While it’s an issue throughout the year, ID theft happens even more often during the holidays. You’re probably giving out your personal information more often and more freely than you even realize.
To keep your information as safe as possible, only shop on your home or other secure wi-fi network. Avoid using wi-fi networks in cafes, libraries and airports.
You’ll also want to be careful when shopping in-store. Many retailers are now asking for your zip code, phone number and email address at checkout. None of this is necessary to complete a retail transaction. You can politely decline to give this information. Or have it ready on a card, hand it to the cashier and get it back after they’ve finished entering it so that no one can overhear the information.
Fake or Used Gift Cards
Because they continue to grow in popularity, there are now several holiday scams surrounding gift cards. One of the more common ones involves receiving an email or call saying you’ve “won” a free gift card and must send money to cover shipping and handling costs to claim it. Of course, once you send the money, the card never arrives.
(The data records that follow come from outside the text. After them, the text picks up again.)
//! Worker Queue, Dependency Resolver, Worker Thread, and the Termination
//! Barrier's shared counter: everything that lives behind the runtime's
//! single lock.

use crate::handle::HandleRegistry;
use crate::task::{AccessMode, Task, TaskId};
use log::{debug, error, info, trace};
use parking_lot::{Condvar, Mutex};
use std::collections::VecDeque;
use std::panic::{self, AssertUnwindSafe};
use std::sync::Arc;
use std::thread::JoinHandle;

/// A worker's execution state, per §4.5.
#[derive(Debug, Clone, Copy, PartialEq, Eq)]
pub(crate) enum WorkerState {
    Idle,
    Executing(TaskId),
    Stopped,
}

/// A worker's FIFO-by-task-id pending queue.
///
/// Only the head is ever a candidate for execution; this in-order-per-worker
/// constraint is the Run-In-Order refinement's central simplification.
#[derive(Debug)]
pub(crate) struct WorkerQueue {
    pub id: usize,
    pub state: WorkerState,
    pub pending: VecDeque<Task>,
}

impl WorkerQueue {
    fn new(id: usize) -> Self {
        Self {
            id,
            state: WorkerState::Idle,
            pending: VecDeque::new(),
        }
    }
}

/// The state shared by the submitter and every worker thread, behind one
/// lock.
///
/// A single global lock (rather than per-handle or per-worker locks) is
/// the baseline this crate ships: it is trivially correct, and the lock is
/// never held across a kernel invocation (§5, Lock discipline), so
/// contention only ever covers bookkeeping, not kernel runtime. Finer
/// locking is a valid refinement the spec leaves open for workloads whose
/// task granularity falls below roughly a microsecond; see `DESIGN.md`.
#[derive(Debug)]
pub(crate) struct Inner {
    pub handles: HandleRegistry,
    pub workers: Vec<WorkerQueue>,
    pub next_task_id: u64,
    pub outstanding: usize,
    pub shutdown_requested: bool,
}

impl Inner {
    pub fn new(num_workers: usize) -> Self {
        Self {
            handles: HandleRegistry::default(),
            workers: (0..num_workers).map(WorkerQueue::new).collect(),
            next_task_id: 0,
            outstanding: 0,
            shutdown_requested: false,
        }
    }

    /// The readiness predicate of §4.4, evaluated against the current
    /// `minA`/`minW` aggregates.
    fn is_ready(&self, task: &Task) -> bool {
        task.access.iter().all(|(handle, mode)| match mode {
            AccessMode::Read => self
                .handles
                .min_writer(*handle)
                .is_none_or(|writer| writer >= task.id),
            AccessMode::Write => self
                .handles
                .min_accessor(*handle)
                .is_none_or(|accessor| accessor >= task.id),
        })
    }

    /// Pops the head of `worker_id`'s queue if it is ready, marking the
    /// worker `Executing`.
    fn try_take_ready(&mut self, worker_id: usize) -> Option<Task> {
        let ready = match self.workers[worker_id].pending.front() {
            Some(task) => self.is_ready(task),
            None => false,
        };
        if !ready {
            return None;
        }
        let task = self.workers[worker_id]
            .pending
            .pop_front()
            .expect("front() returned Some above");
        trace!("worker {worker_id} taking task {}", task.id);
        self.workers[worker_id].state = WorkerState::Executing(task.id);
        Some(task)
    }
}

/// Spawns one OS thread per worker and returns their join handles.
///
/// Each thread runs [`worker_loop`] against the shared, lock-protected
/// [`Inner`] state and the shared wake-up [`Condvar`], per §5's
/// true-parallelism, one-thread-per-worker scheduling model.
pub(crate) fn spawn_workers(
    num_workers: usize,
    inner: Arc<Mutex<Inner>>,
    condvar: Arc<Condvar>,
) -> Vec<JoinHandle<()>> {
    (0..num_workers)
        .map(|id| {
            let inner = Arc::clone(&inner);
            let condvar = Arc::clone(&condvar);
            std::thread::Builder::new()
                .name(format!("rio-worker-{id}"))
                .spawn(move || worker_loop(id, inner, condvar))
                .expect("failed to spawn rio worker thread")
        })
        .collect()
}

fn worker_loop(id: usize, inner: Arc<Mutex<Inner>>, condvar: Arc<Condvar>) {
    info!("worker {id} started");
    loop {
        let task = {
            let mut guard = inner.lock();
            loop {
                if let Some(task) = guard.try_take_ready(id) {
                    break Some(task);
                }
                if guard.shutdown_requested && guard.workers[id].pending.is_empty() {
                    trace!("worker {id} draining, no more pending tasks");
                    guard.workers[id].state = WorkerState::Stopped;
                    break None;
                }
                trace!("worker {id} parking, head not ready");
                condvar.wait(&mut guard);
            }
        };

        let Some(task) = task else {
            break;
        };

        let Task { id: tid, kernel, access } = task;
        debug!("worker {id} running task {tid}");

        // Kernels run with no runtime lock held (§5, Lock discipline).
        let result = panic::catch_unwind(AssertUnwindSafe(kernel));

        {
            let mut guard = inner.lock();
            for (handle, _) in &access {
                guard.handles.clear_access(*handle, tid);
            }
            guard.workers[id].state = WorkerState::Idle;
            guard.outstanding -= 1;
            condvar.notify_all();
        }

        if let Err(payload) = result {
            error!("task {tid} panicked on worker {id}, propagating");
            // The runtime's own bookkeeping above already ran, so resuming
            // the unwind here only terminates this worker thread (and, under
            // the default panic hook, the process) without corrupting state
            // for tasks that were never touched by the panicking kernel.
            panic::resume_unwind(payload);
        }
    }
    info!("worker {id} stopped");
}
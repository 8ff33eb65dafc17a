//! End-to-end scenarios exercising the runtime as a whole rather than one
//! module in isolation.

use rand::rngs::StdRng;
use rand::{Rng, SeedableRng};
use rio::{AccessMode, Builder, ModuloMapping};
use std::sync::atomic::{AtomicU64, AtomicUsize, Ordering};
use std::sync::{Arc, Mutex};

#[test]
fn independent_tasks_run_on_all_workers() {
    let runtime = Builder::new().workers(4).build();
    let seen = Arc::new(Mutex::new(vec![false; 200]));

    for i in 0..200 {
        let seen = Arc::clone(&seen);
        runtime.submit(move || seen.lock().unwrap()[i] = true, &[]).unwrap();
    }
    runtime.wait_for_all();

    assert!(seen.lock().unwrap().iter().all(|&done| done));
}

#[test]
fn strict_chain_runs_in_submission_order() {
    let runtime = Builder::new().workers(8).build();
    let handle = runtime.register();
    let order = Arc::new(Mutex::new(Vec::new()));

    for i in 0..500u64 {
        let order = Arc::clone(&order);
        runtime
            .submit(move || order.lock().unwrap().push(i), &[(handle, AccessMode::Write)])
            .unwrap();
    }
    runtime.wait_for_all();

    let order = order.lock().unwrap();
    assert_eq!(*order, (0..500u64).collect::<Vec<_>>());
}

#[test]
fn concurrent_readers_follow_a_write() {
    let runtime = Builder::new().workers(6).build();
    let handle = runtime.register();
    let value = Arc::new(AtomicU64::new(0));
    let reads = Arc::new(Mutex::new(Vec::new()));

    {
        let value = Arc::clone(&value);
        runtime
            .submit(move || value.store(42, Ordering::SeqCst), &[(handle, AccessMode::Write)])
            .unwrap();
    }
    for _ in 0..50 {
        let value = Arc::clone(&value);
        let reads = Arc::clone(&reads);
        runtime
            .submit(
                move || reads.lock().unwrap().push(value.load(Ordering::SeqCst)),
                &[(handle, AccessMode::Read)],
            )
            .unwrap();
    }
    runtime.wait_for_all();

    assert!(reads.lock().unwrap().iter().all(|&v| v == 42));
}

/// A 2x2 tiled LU-style control flow: each tile is a handle, and the
/// classic dependency pattern (factorize diagonal, then the row/column
/// that depends on it, then the trailing update) is expressed as access
/// lists rather than explicit synchronization.
#[test]
fn tiled_factorization_control_flow() {
    let runtime = Builder::new().workers(4).build();
    let tiles: Vec<_> = (0..4).map(|_| runtime.register()).collect();
    let log = Arc::new(Mutex::new(Vec::new()));

    let record = |log: &Arc<Mutex<Vec<&'static str>>>, name: &'static str| {
        let log = Arc::clone(log);
        move || log.lock().unwrap().push(name)
    };

    // Tile layout:
    // 0 1
    // 2 3
    runtime
        .submit(record(&log, "factor(0,0)"), &[(tiles[0], AccessMode::Write)])
        .unwrap();
    runtime
        .submit(
            record(&log, "solve(0,1)"),
            &[(tiles[0], AccessMode::Read), (tiles[1], AccessMode::Write)],
        )
        .unwrap();
    runtime
        .submit(
            record(&log, "solve(1,0)"),
            &[(tiles[0], AccessMode::Read), (tiles[2], AccessMode::Write)],
        )
        .unwrap();
    runtime
        .submit(
            record(&log, "update(1,1)"),
            &[
                (tiles[1], AccessMode::Read),
                (tiles[2], AccessMode::Read),
                (tiles[3], AccessMode::Write),
            ],
        )
        .unwrap();
    runtime.wait_for_all();

    let log = log.lock().unwrap();
    assert_eq!(log.len(), 4);
    let position = |name: &str| log.iter().position(|entry| *entry == name).unwrap();
    assert!(position("factor(0,0)") < position("solve(0,1)"));
    assert!(position("factor(0,0)") < position("solve(1,0)"));
    assert!(position("solve(0,1)") < position("update(1,1)"));
    assert!(position("solve(1,0)") < position("update(1,1)"));
}

/// Randomized stress: 128 handles, 10,000 tasks. Each task draws 3 handle
/// indices from the generator and keeps only the distinct ones, in the
/// order drawn, assigning modes R, R, W to the survivors in that fixed
/// order — so a task degrades to fewer arguments (and drops the trailing
/// mode first) whenever a draw collides with an earlier one. Correctness
/// is checked the same way `properties.rs` does: per-handle, the set of
/// tasks holding a write access must never overlap any other task's
/// access window.
#[test]
fn random_dependency_graph_stress() {
    let runtime = Builder::new().workers(8).build();
    let handles: Vec<_> = (0..128).map(|_| runtime.register()).collect();
    let active: Arc<Vec<Mutex<Vec<(u64, bool)>>>> =
        Arc::new((0..128).map(|_| Mutex::new(Vec::new())).collect());
    let violations = Arc::new(AtomicUsize::new(0));

    const MODES: [AccessMode; 3] = [AccessMode::Read, AccessMode::Read, AccessMode::Write];

    let mut rng = StdRng::seed_from_u64(0x92d68ca2);
    for task_index in 0..10_000u64 {
        let raw = [
            rng.gen_range(0..handles.len()),
            rng.gen_range(0..handles.len()),
            rng.gen_range(0..handles.len()),
        ];
        let mut distinct = Vec::new();
        for slot in raw {
            if !distinct.contains(&slot) {
                distinct.push(slot);
            }
        }

        let access: Vec<_> = distinct
            .iter()
            .zip(MODES.iter())
            .map(|(&slot, &mode)| (handles[slot], mode))
            .collect();
        let slots: Vec<(usize, bool)> = distinct
            .iter()
            .zip(MODES.iter())
            .map(|(&slot, &mode)| (slot, mode == AccessMode::Write))
            .collect();

        let active = Arc::clone(&active);
        let violations = Arc::clone(&violations);

        runtime
            .submit(
                move || {
                    for &(slot, is_write) in &slots {
                        let mut entries = active[slot].lock().unwrap();
                        let conflicts = entries
                            .iter()
                            .any(|&(_, other_write)| is_write || other_write);
                        if conflicts {
                            violations.fetch_add(1, Ordering::SeqCst);
                        }
                        entries.push((task_index, is_write));
                    }
                    for &(slot, _) in &slots {
                        let mut entries = active[slot].lock().unwrap();
                        entries.retain(|&(id, _)| id != task_index);
                    }
                },
                &access,
            )
            .unwrap();
    }
    runtime.wait_for_all();

    assert_eq!(violations.load(Ordering::SeqCst), 0);
}

/// Two freshly built runtimes, given the same mapping and the same
/// submission sequence, assign each task to the same worker thread: the
/// task id counter and `ModuloMapping` are both pure functions of
/// submission order, so the schedule is reproducible run to run.
#[test]
fn fixed_mapping_is_deterministic_across_runs() {
    let run = || {
        let runtime = Builder::new().workers(3).mapping(ModuloMapping).build();
        let assignments = Arc::new(Mutex::new(Vec::new()));
        for _ in 0..90 {
            let assignments = Arc::clone(&assignments);
            runtime
                .submit(
                    move || {
                        let worker = std::thread::current().name().unwrap().to_owned();
                        assignments.lock().unwrap().push(worker);
                    },
                    &[],
                )
                .unwrap();
        }
        runtime.wait_for_all();
        let mut assignments = Arc::try_unwrap(assignments).unwrap().into_inner().unwrap();
        assignments.sort();
        assignments
    };

    assert_eq!(run(), run());
}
Another increasingly common practice is for scammers to copy gift card numbers and pins, then continuously check those numbers online. Once the card is purchased and activated, they immediately use the information to make online purchases, making the card useless to the final recipient. Protect yourself by checking all gift cards you buy for signs of tampering, or better yet, ask for a fresh card that hasn’t been on display.
Our desire to be giving and charitable this time of year can leave us vulnerable to holiday scams. Bogus charities will solicit donations in a number of ways, including through email, text message, phone call and even snail mail. The best way to protect yourself is to only give to established charities that you’ve personally vetted or check charitynavigator.org to verify a charity’s legitimacy. Also, never give donations in cash and always ask for a receipt. Senior citizens can be especially vulnerable to these scams. Be sure to let aging relatives know to be careful, or review their planned giving together before they send the checks.
Bait and Switch
Peddlers of counterfeit items do a booming business during the holidays, as people shop for the most popular, high ticket items like watches, designer handbags and electronics. The rule of thumb here is one you’ve heard before: if it seems too good to be true, it probably is. No legitimate retailer is going to be charging far less than the competition for something everyone wants. Beware of online auctions and Craigslist offers promising luxury items for next to nothing. To protect yourself from one of the most common holiday financial scams, purchase gifts only from sellers you trust.